** WORK REQUIRED **
A word-for-word copy of the records below is required.
Segment Start: RECORDS PROVIDED
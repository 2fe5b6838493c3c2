//! Libraries every compilation can include by name, without a resolver

const IO: &str = include_str!("lib/io.wsa");
const MEMORY: &str = include_str!("lib/memory.wsa");
const MATH: &str = include_str!("lib/math.wsa");
const BITWISE: &str = include_str!("lib/bitwise.wsa");
const BITWISE_EXTENSIONS: &str = include_str!("lib/bitwise.extensions.wsa");
const VECTOR: &str = include_str!("lib/vector.wsa");
const MEMCONTAINER: &str = include_str!("lib/memcontainer.wsa");

pub const NAMES: &[&str] = &["io", "memory", "math", "bitwise", "vector", "memcontainer"];

/// The source of the built-in library `name`. With extensions enabled a library's extensions
/// variant is preferred when it has one.
pub fn builtin(name: &str, extensions: bool) -> Option<&'static str> {
    let source = match name {
        "io" => IO,
        "memory" => MEMORY,
        "math" => MATH,
        "bitwise" if extensions => BITWISE_EXTENSIONS,
        "bitwise" => BITWISE,
        "vector" => VECTOR,
        "memcontainer" => MEMCONTAINER,
        _ => return None,
    };

    Some(source)
}
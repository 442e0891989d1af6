// quickfire_protocol — wire protocol for the trivia session coordinator.
//
// This crate defines the message types, framing, and serialization used by
// the coordinator (`quickfire_server`) and trivia clients to communicate
// over TCP. It is shared between both sides and has no dependency on the
// server crate.
//
// Module overview:
// - `types.rs`:    `ConnectionId` — the transport-assigned client identity.
// - `message.rs`:  Client-to-server and server-to-client message enums, plus
//                  the shared `PlayerInfo` struct.
// - `framing.rs`:  Length-delimited framing over any `Read`/`Write` stream:
//                  4-byte big-endian length prefix, then JSON payload.
//
// Design decisions:
// - **JSON serialization.** Human-readable on the wire, trivial to debug
//   with a packet capture. Binary framing can be swapped in later if it
//   ever matters for payloads this small.
// - **No async runtime.** Uses `std::io::Read`/`Write` for framing,
//   compatible with both blocking TCP streams and buffered wrappers.

pub mod framing;
pub mod message;
pub mod types;

pub use framing::{MAX_MESSAGE_SIZE, read_message, write_message};
pub use message::{ClientMessage, PlayerInfo, ServerMessage};
pub use types::ConnectionId;

#[cfg(test)]
mod tests {
    use std::io::Cursor;

    use super::*;

    /// Serialize a ClientMessage to JSON, frame it, read it back, deserialize.
    fn client_roundtrip(msg: &ClientMessage) {
        let json = serde_json::to_vec(msg).unwrap();
        let mut wire = Vec::new();
        write_message(&mut wire, &json).unwrap();

        let mut cursor = Cursor::new(&wire);
        let recovered_json = read_message(&mut cursor).unwrap();
        let recovered: ClientMessage = serde_json::from_slice(&recovered_json).unwrap();
        assert_eq!(&recovered, msg);
    }

    /// Serialize a ServerMessage to JSON, frame it, read it back, deserialize.
    fn server_roundtrip(msg: &ServerMessage) {
        let json = serde_json::to_vec(msg).unwrap();
        let mut wire = Vec::new();
        write_message(&mut wire, &json).unwrap();

        let mut cursor = Cursor::new(&wire);
        let recovered_json = read_message(&mut cursor).unwrap();
        let recovered: ServerMessage = serde_json::from_slice(&recovered_json).unwrap();
        assert_eq!(&recovered, msg);
    }

    #[test]
    fn roundtrip_join_session() {
        client_roundtrip(&ClientMessage::JoinSession {
            username: "Ava".into(),
            is_game_master: true,
        });
    }

    #[test]
    fn roundtrip_set_question() {
        client_roundtrip(&ClientMessage::SetQuestion {
            question: "What is 2+2?".into(),
            answer: "4".into(),
        });
    }

    #[test]
    fn roundtrip_submit_guess() {
        client_roundtrip(&ClientMessage::SubmitGuess { guess: "4".into() });
    }

    #[test]
    fn roundtrip_update_players() {
        server_roundtrip(&ServerMessage::UpdatePlayers {
            players: vec![
                PlayerInfo {
                    username: "Ava".into(),
                    score: 10,
                },
                PlayerInfo {
                    username: "Ben".into(),
                    score: 0,
                },
            ],
        });
    }

    #[test]
    fn roundtrip_game_over_with_winner() {
        server_roundtrip(&ServerMessage::GameOver {
            message: "Ben answered correctly!".into(),
            answer: "4".into(),
            winner: Some("Ben".into()),
        });
    }

    #[test]
    fn roundtrip_game_over_timeout() {
        server_roundtrip(&ServerMessage::GameOver {
            message: "Time expired".into(),
            answer: "4".into(),
            winner: None,
        });
    }

    #[test]
    fn roundtrip_become_game_master() {
        server_roundtrip(&ServerMessage::BecomeGameMaster);
    }

    #[test]
    fn missing_field_fails_to_deserialize() {
        // `JoinSession` without `is_game_master` must be rejected, not
        // coerced — the reader loop treats this as a dead connection.
        let json = br#"{"JoinSession":{"username":"Ava"}}"#;
        assert!(serde_json::from_slice::<ClientMessage>(json).is_err());
    }
}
Segment End: RECORDS PROVIDED
** ANSWER TO THIS TASK **
repository 2fe5b6838493c3c2
//! Libraries every compilation can include by name, without a resolver

const IO: &str = include_str!("lib/io.wsa");
const MEMORY: &str = include_str!("lib/memory.wsa");
const MATH: &str = include_str!("lib/math.wsa");
const BITWISE: &str = include_str!("lib/bitwise.wsa");
const BITWISE_EXTENSIONS: &str = include_str!("lib/bitwise.extensions.wsa");
const VECTOR: &str = include_str!("lib/vector.wsa");
const MEMCONTAINER: &str = include_str!("lib/memcontainer.wsa");

pub const NAMES: &[&str] = &["io", "memory", "math", "bitwise", "vector", "memcontainer"];

/// The source of the built-in library `name`. With extensions enabled a library's extensions
/// variant is preferred when it has one.
pub fn builtin(name: &str, extensions: bool) -> Option<&'static str> {
    let source = match name {
        "io" => IO,
        "memory" => MEMORY,
        "math" => MATH,
        "bitwise" if extensions => BITWISE_EXTENSIONS,
        "bitwise" => BITWISE,
        "vector" => VECTOR,
        "memcontainer" => MEMCONTAINER,
        _ => return None,
    };

    Some(source)
}
repository 442e0891989d1af6
// quickfire_protocol — wire protocol for the trivia session coordinator.
//
// This crate defines the message types, framing, and serialization used by
// the coordinator (`quickfire_server`) and trivia clients to communicate
// over TCP. It is shared between both sides and has no dependency on the
// server crate.
//
// Module overview:
// - `types.rs`:    `ConnectionId` — the transport-assigned client identity.
// - `message.rs`:  Client-to-server and server-to-client message enums, plus
//                  the shared `PlayerInfo` struct.
// - `framing.rs`:  Length-delimited framing over any `Read`/`Write` stream:
//                  4-byte big-endian length prefix, then JSON payload.
//
// Design decisions:
// - **JSON serialization.** Human-readable on the wire, trivial to debug
//   with a packet capture. Binary framing can be swapped in later if it
//   ever matters for payloads this small.
// - **No async runtime.** Uses `std::io::Read`/`Write` for framing,
//   compatible with both blocking TCP streams and buffered wrappers.

pub mod framing;
pub mod message;
pub mod types;

pub use framing::{MAX_MESSAGE_SIZE, read_message, write_message};
pub use message::{ClientMessage, PlayerInfo, ServerMessage};
pub use types::ConnectionId;

#[cfg(test)]
mod tests {
    use std::io::Cursor;

    use super::*;

    /// Serialize a ClientMessage to JSON, frame it, read it back, deserialize.
    fn client_roundtrip(msg: &ClientMessage) {
        let json = serde_json::to_vec(msg).unwrap();
        let mut wire = Vec::new();
        write_message(&mut wire, &json).unwrap();

        let mut cursor = Cursor::new(&wire);
        let recovered_json = read_message(&mut cursor).unwrap();
        let recovered: ClientMessage = serde_json::from_slice(&recovered_json).unwrap();
        assert_eq!(&recovered, msg);
    }

    /// Serialize a ServerMessage to JSON, frame it, read it back, deserialize.
    fn server_roundtrip(msg: &ServerMessage) {
        let json = serde_json::to_vec(msg).unwrap();
        let mut wire = Vec::new();
        write_message(&mut wire, &json).unwrap();

        let mut cursor = Cursor::new(&wire);
        let recovered_json = read_message(&mut cursor).unwrap();
        let recovered: ServerMessage = serde_json::from_slice(&recovered_json).unwrap();
        assert_eq!(&recovered, msg);
    }

    #[test]
    fn roundtrip_join_session() {
        client_roundtrip(&ClientMessage::JoinSession {
            username: "Ava".into(),
            is_game_master: true,
        });
    }

    #[test]
    fn roundtrip_set_question() {
        client_roundtrip(&ClientMessage::SetQuestion {
            question: "What is 2+2?".into(),
            answer: "4".into(),
        });
    }

    #[test]
    fn roundtrip_submit_guess() {
        client_roundtrip(&ClientMessage::SubmitGuess { guess: "4".into() });
    }

    #[test]
    fn roundtrip_update_players() {
        server_roundtrip(&ServerMessage::UpdatePlayers {
            players: vec![
                PlayerInfo {
                    username: "Ava".into(),
                    score: 10,
                },
                PlayerInfo {
                    username: "Ben".into(),
                    score: 0,
                },
            ],
        });
    }

    #[test]
    fn roundtrip_game_over_with_winner() {
        server_roundtrip(&ServerMessage::GameOver {
            message: "Ben answered correctly!".into(),
            answer: "4".into(),
            winner: Some("Ben".into()),
        });
    }

    #[test]
    fn roundtrip_game_over_timeout() {
        server_roundtrip(&ServerMessage::GameOver {
            message: "Time expired".into(),
            answer: "4".into(),
            winner: None,
        });
    }

    #[test]
    fn roundtrip_become_game_master() {
        server_roundtrip(&ServerMessage::BecomeGameMaster);
    }

    #[test]
    fn missing_field_fails_to_deserialize() {
        // `JoinSession` without `is_game_master` must be rejected, not
        // coerced — the reader loop treats this as a dead connection.
        let json = br#"{"JoinSession":{"username":"Ava"}}"#;
        assert!(serde_json::from_slice::<ClientMessage>(json).is_err());
    }
}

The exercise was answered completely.